Around 2025, these initiatives started to bear fruits. In a visibly coordinated manner, researchers in India, China and Chile produced interesting breakthroughs in renewable energies as well as high-yield, low-input genetically modified crops and livestock. India immediately announced its intention to lead a "3rd Green Revolution" and to share it with other emerging countries. Western corporations did try to contest these discoveries, claiming that they infringed on the thousands of patents that they had been filing over the previous decades, but the move was well prepared in legal and diplomatic terms. And it was difficult to argue that this was not what Kyoto IIb was (at least officially) all about!

Meanwhile, the first generation of "enhanced" soldiers, policemen, firemen and top executives of 2025-2025 started showing odd pathological patterns. Biotech and health-oriented nanotech in the North became even more state-controlled and subject to prior testing, and some information was allowed to circulate more freely. Not all countries were ready for that, though: the authorization of private-purpose human gene editing by the US, Japan and Korea in 2027 met with fear and awe in the rest of the world.

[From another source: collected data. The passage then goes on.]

// Copyright 2025-present Harīṣh Tummalachērla
// SPDX-License-Identifier: Apache-2.0

//! Fuzz target for result ranking.
//!
//! Whatever scores arrive, the ranking is sorted by score descending then
//! reference ascending, is cut to min(N, available), and numbers rows from 1.

#![no_main]

use abstractor::rank;
use abstractor::testing::frozen;
use arbitrary::Arbitrary;
use libfuzzer_sys::fuzz_target;

#[derive(Arbitrary, Debug)]
struct Input {
    scores: Vec<(u8, u16)>,
    limit: u8,
}

fuzz_target!(|input: Input| {
    let mut rows: Vec<(String, f64)> = input
        .scores
        .iter()
        .map(|&(id, raw)| (format!("abstract_{}.txt", id), raw as f64 / u16::MAX as f64))
        .collect();
    rows.sort_by(|a, b| a.0.cmp(&b.0));
    rows.dedup_by(|a, b| a.0 == b.0);

    let borrowed: Vec<(&str, f64, &str)> =
        rows.iter().map(|(r, s)| (r.as_str(), *s, "")).collect();
    let ranked = rank(&frozen(&borrowed), input.limit as usize);

    assert_eq!(ranked.len(), (input.limit as usize).min(rows.len()));
    for (i, doc) in ranked.iter().enumerate() {
        assert_eq!(doc.rank, i + 1);
    }
    for pair in ranked.windows(2) {
        assert!(
            pair[0].score > pair[1].score
                || (pair[0].score == pair[1].score && pair[0].reference < pair[1].reference),
            "misordered: {:?} before {:?}",
            pair[0],
            pair[1]
        );
    }
});
//! Library round trip over `data/fixtures`.

use std::path::Path;

use abstractor::{
    FsStore, Manifest, ManifestError, NoProgress, Pipeline, PipelineConfig, Report, ReportFormat,
};

use crate::common::{fixture, FIXTURE_ABSTRACTS};

fn run_fixture(name: &str) -> Report {
    let manifest = Manifest::from_path(Path::new(&fixture(name))).unwrap();
    let store = FsStore::new(FIXTURE_ABSTRACTS);
    let results = Pipeline::new(PipelineConfig::new(manifest.workers))
        .run(&manifest.query, manifest.documents.clone(), &store, &NoProgress)
        .unwrap();
    Report::new(&manifest.query, &results, manifest.result_count)
}

#[test]
fn test_basic_fixture_report() {
    let text = run_fixture("basic.txt").render(ReportFormat::Text).unwrap();
    assert_eq!(
        text,
        "###\n\
         Result 1:\nFile: abstract_4.txt\nScore: 1.0000\nSummary: folding protein structure\n\
         ###\n\
         Result 2:\nFile: abstract_1.txt\nScore: 0.3750\n\
         Summary: protein folding drives structure formation. folding is studied widely.\n\
         ###\n\
         Result 3:\nFile: abstract_2.txt\nScore: 0.1000\nSummary: protein data is large.\n\
         ###\n"
    );
}

#[test]
fn test_basic_fixture_parses() {
    let manifest = Manifest::from_path(Path::new(&fixture("basic.txt"))).unwrap();
    assert_eq!(manifest.workers.get(), 2);
    assert_eq!(manifest.document_count(), 4);
    assert_eq!(manifest.result_count, 3);
    assert_eq!(manifest.query.terms, ["protein", "folding", "structure"]);
}

#[test]
fn test_missing_fixture_skips_absent_abstract() {
    let report = run_fixture("missing.txt");

    assert_eq!(report.skipped, ["abstract_9.txt"]);
    assert_eq!(report.results.len(), 1);
    assert_eq!(report.results[0].reference, "abstract_2.txt");
    assert!((report.results[0].score - 0.125).abs() < 1e-12);
    assert_eq!(report.results[0].summary, "protein data is large.");
}

#[test]
fn test_truncated_fixture_is_rejected() {
    let err = Manifest::from_path(Path::new(&fixture("truncated.txt"))).unwrap_err();
    assert!(
        matches!(err, ManifestError::MissingDocuments { expected: 5, found: 0 }),
        "unexpected error: {err:?}"
    );
}

#[test]
fn test_json_report_lists_skipped() {
    let json = run_fixture("missing.txt").render(ReportFormat::Json).unwrap();
    let value: serde_json::Value = serde_json::from_str(&json).unwrap();
    assert_eq!(value["skipped"][0], "abstract_9.txt");
    assert_eq!(value["results"].as_array().unwrap().len(), 1);
}
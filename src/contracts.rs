// Copyright 2025-present Harīṣh Tummalachērla
// SPDX-License-Identifier: Apache-2.0

//! Runtime contracts for the scoring pipeline.
//!
//! Debug-mode assertions for the invariants the rest of the crate leans on:
//!
//! 1. **Zero-cost in release builds** (`debug_assert!` only)
//! 2. **Early failure** while developing or running the test suite
//!
//! | Contract                        | Invariant                                     |
//! |---------------------------------|-----------------------------------------------|
//! | `check_token_set_sorted`        | token sets are strictly ascending             |
//! | `check_score_in_range`          | Jaccard score is finite and in `[0, 1]`       |
//! | `check_results_consistent`      | one score and one summary per document        |
//! | `check_ranking_ordered`         | ranked output is non-increasing in score      |
//!
//! # INVARIANTS (DO NOT REMOVE THESE CHECKS)

use crate::pipeline::FrozenResults;
use crate::scoring::RankedDocument;

/// Check that a token slice is strictly ascending (sorted, no duplicates).
///
/// # Panics (debug builds only)
/// Panics on the first adjacent pair that is out of order or equal.
#[inline]
pub fn check_token_set_sorted(tokens: &[String]) {
    #[cfg(debug_assertions)]
    for (i, pair) in tokens.windows(2).enumerate() {
        debug_assert!(
            pair[0] < pair[1],
            "Contract violation: token set not strictly ascending at {}: {:?} >= {:?}",
            i,
            pair[0],
            pair[1]
        );
    }
    #[cfg(not(debug_assertions))]
    let _ = tokens;
}

/// Check that a score is a valid Jaccard value.
#[inline]
pub fn check_score_in_range(score: f64) {
    debug_assert!(
        score.is_finite() && (0.0..=1.0).contains(&score),
        "Contract violation: score {} outside [0, 1]",
        score
    );
}

/// Check that frozen results hold exactly one score and one summary per
/// document, and that no skipped document slipped into either collection.
#[inline]
pub fn check_results_consistent(results: &FrozenResults) {
    #[cfg(debug_assertions)]
    {
        let mut seen = std::collections::HashSet::with_capacity(results.len());
        for record in results.scores() {
            debug_assert!(
                seen.insert(record.reference.as_str()),
                "Contract violation: {} scored more than once",
                record.reference
            );
            debug_assert!(
                results.summary(&record.reference).is_some(),
                "Contract violation: {} has a score but no summary",
                record.reference
            );
        }
        debug_assert_eq!(
            results.summary_count(),
            results.len(),
            "Contract violation: score and summary counts differ"
        );
        for skipped in results.skipped() {
            debug_assert!(
                !seen.contains(skipped.as_str()),
                "Contract violation: skipped document {} has a score",
                skipped
            );
        }
    }
    #[cfg(not(debug_assertions))]
    let _ = results;
}

/// Check that ranked output is ordered by score, descending, with 1-based
/// consecutive ranks.
#[inline]
pub fn check_ranking_ordered(ranked: &[RankedDocument]) {
    for (i, doc) in ranked.iter().enumerate() {
        debug_assert_eq!(
            doc.rank,
            i + 1,
            "Contract violation: rank {} at position {}",
            doc.rank,
            i
        );
    }
    for pair in ranked.windows(2) {
        debug_assert!(
            pair[0].score >= pair[1].score,
            "Contract violation: {} ({}) ranked above {} ({})",
            pair[0].reference,
            pair[0].score,
            pair[1].reference,
            pair[1].score
        );
    }
}
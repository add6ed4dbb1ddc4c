// Copyright 2025-present Harīṣh Tummalachērla
// SPDX-License-Identifier: Apache-2.0

//! Result ranking: how scored abstracts get sorted and cut to the top N.
//!
//! Workers publish records in whatever order the scheduler lets them, so the
//! raw score vector is a race. Sorting by score alone would leave equal
//! scores in that race order. A secondary key on the document reference
//! makes the report a pure function of the inputs.

use std::cmp::Ordering;

use serde::Serialize;

use crate::contracts::check_ranking_ordered;
use crate::pipeline::FrozenResults;

use super::{DocRef, ScoreRecord};

/// One row of the final report.
#[derive(Clone, Debug, PartialEq, Serialize)]
pub struct RankedDocument {
    /// 1-based position in the report.
    pub rank: usize,
    pub reference: DocRef,
    pub score: f64,
    pub summary: String,
}

/// Compare two score records for ranking.
///
/// Sort order:
/// 1. **Score** - descending (higher wins)
/// 2. **Reference** - ascending, for determinism among equal scores
pub fn compare_scores(a: &ScoreRecord, b: &ScoreRecord) -> Ordering {
    match b.score.total_cmp(&a.score) {
        Ordering::Equal => a.reference.cmp(&b.reference),
        ord => ord,
    }
}

/// Select the top `limit` documents, each joined with its summary.
///
/// `limit` is clamped to the number of scored documents: asking for more
/// results than exist returns all of them.
pub fn rank(results: &FrozenResults, limit: usize) -> Vec<RankedDocument> {
    let mut order: Vec<&ScoreRecord> = results.scores().iter().collect();
    order.sort_by(|a, b| compare_scores(a, b));

    let take = limit.min(order.len());
    if take < limit {
        tracing::debug!(requested = limit, available = take, "clamping result count");
    }

    let ranked: Vec<RankedDocument> = order
        .into_iter()
        .take(take)
        .enumerate()
        .map(|(i, record)| RankedDocument {
            rank: i + 1,
            reference: record.reference.clone(),
            score: record.score,
            summary: results
                .summary(&record.reference)
                .unwrap_or_default()
                .to_string(),
        })
        .collect();

    check_ranking_ordered(&ranked);
    ranked
}
//! Shared test utilities and fixtures.

#![allow(dead_code)]

use std::fs;
use std::num::NonZeroUsize;
use std::path::Path;

use abstractor::{
    DocRef, DocumentStore, FrozenResults, NoProgress, Pipeline, PipelineConfig, Query,
};
use tempfile::TempDir;

// Re-export canonical test utilities from abstractor::testing
pub use abstractor::testing::{abstract_names, make_store};

// ============================================================================
// FIXTURE PATHS
// ============================================================================

/// Directory containing the checked-in fixture manifests.
pub const FIXTURES_DIR: &str = "data/fixtures";

/// Abstracts referenced by every fixture manifest.
pub const FIXTURE_ABSTRACTS: &str = "data/fixtures/abstracts";

pub fn fixture(name: &str) -> String {
    format!("{}/{}", FIXTURES_DIR, name)
}

// ============================================================================
// PIPELINE HELPERS
// ============================================================================

pub fn workers(n: usize) -> NonZeroUsize {
    NonZeroUsize::new(n).expect("worker count must be non-zero")
}

/// Run the pool with the skip policy and no progress output.
pub fn run_pool(
    workers_count: usize,
    query: &str,
    documents: Vec<DocRef>,
    store: &dyn DocumentStore,
) -> FrozenResults {
    Pipeline::new(PipelineConfig::new(workers(workers_count)))
        .run(&Query::parse(query), documents, store, &NoProgress)
        .expect("pipeline run failed")
}

/// A temporary abstracts directory with `abstract_<i>.txt` files.
pub fn abstracts_dir(texts: &[&str]) -> TempDir {
    let dir = tempfile::tempdir().expect("Failed to create temp dir");
    for (name, text) in abstract_names(texts.len()).iter().zip(texts) {
        fs::write(dir.path().join(name), text).expect("Failed to write abstract");
    }
    dir
}

/// Write a manifest next to (not inside) the abstracts.
pub fn write_manifest(dir: &Path, header: (usize, usize, usize), query: &str, docs: &[DocRef]) {
    let mut content = format!("{} {} {}\n{}\n", header.0, header.1, header.2, query);
    for doc in docs {
        content.push_str(doc);
        content.push('\n');
    }
    fs::write(dir.join("input.txt"), content).expect("Failed to write manifest");
}

/// Deterministic pseudo-random corpus: `count` documents over a small
/// vocabulary, so scores collide often and tie-breaking gets exercised.
pub fn synthetic_corpus(count: usize) -> Vec<String> {
    const WORDS: &[&str] = &[
        "protein", "folding", "structure", "cell", "graph", "model", "data", "energy",
    ];
    let mut state: u64 = 0x9E37_79B9_7F4A_7C15;
    (0..count)
        .map(|_| {
            let mut text = String::new();
            for sentence in 0..3 {
                for word in 0..4 {
                    state ^= state << 13;
                    state ^= state >> 7;
                    state ^= state << 17;
                    if word > 0 {
                        text.push(' ');
                    }
                    text.push_str(WORDS[(state % WORDS.len() as u64) as usize]);
                }
                text.push_str(if sentence < 2 { ". " } else { "." });
            }
            text
        })
        .collect()
}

The geospheres of influence were becoming larger, more intertwined and therefore, somewhat looser. The US rediscovered its link with South America, the EU – now depleted from some of its eastern member-states, and much more politically unified – with Africa, while Japan renewed its ties with Southeast Asia despite grumblings from a weakened (but still mighty) China.

Faces with the prospect of becoming irrelevant after a period where is had become both the global watchdog and the last forum for cooperation in a conflicting world, the UN decided to reinvent itself. It created an official Corporate Chamber and another for regions and cities. States protested, but they were quickly shut down by the firms and the metropolises who were their real nervous system. Even the hacktivists that had kept the Internet more or less open during all those years were given official UN recognition as members of the "Civil Society". What this new UN would be able to do, no-one really knew; but it certainly reflected what the world had become in a more faithful way.


***


By 2030, the world economy was closer to sustainability than it had been for a century. It was also slowly moving away from a situation of permanent conflict and major existential risks. But there were still dangers. Sustainability had been achieved first by maintaining billions of people in poverty, and then only, and only partially, by technical and organizational progress. Larger than ever economic and political ensembles were vying for power, with economic and military means larger than those of any individual country except the USA. Corporations had become an almost autonomous power, even able to muster military force. Biotech had generated the means to produce cheap and very lethal weapons. The younger generations in the North and (even more) in the South were growing restless at the sight of a world ruled by a powerful caste of older and older people.

The world had succeeded in wrestling itself away from global environmental collapse. It now had to build itself as a pleasant place to be.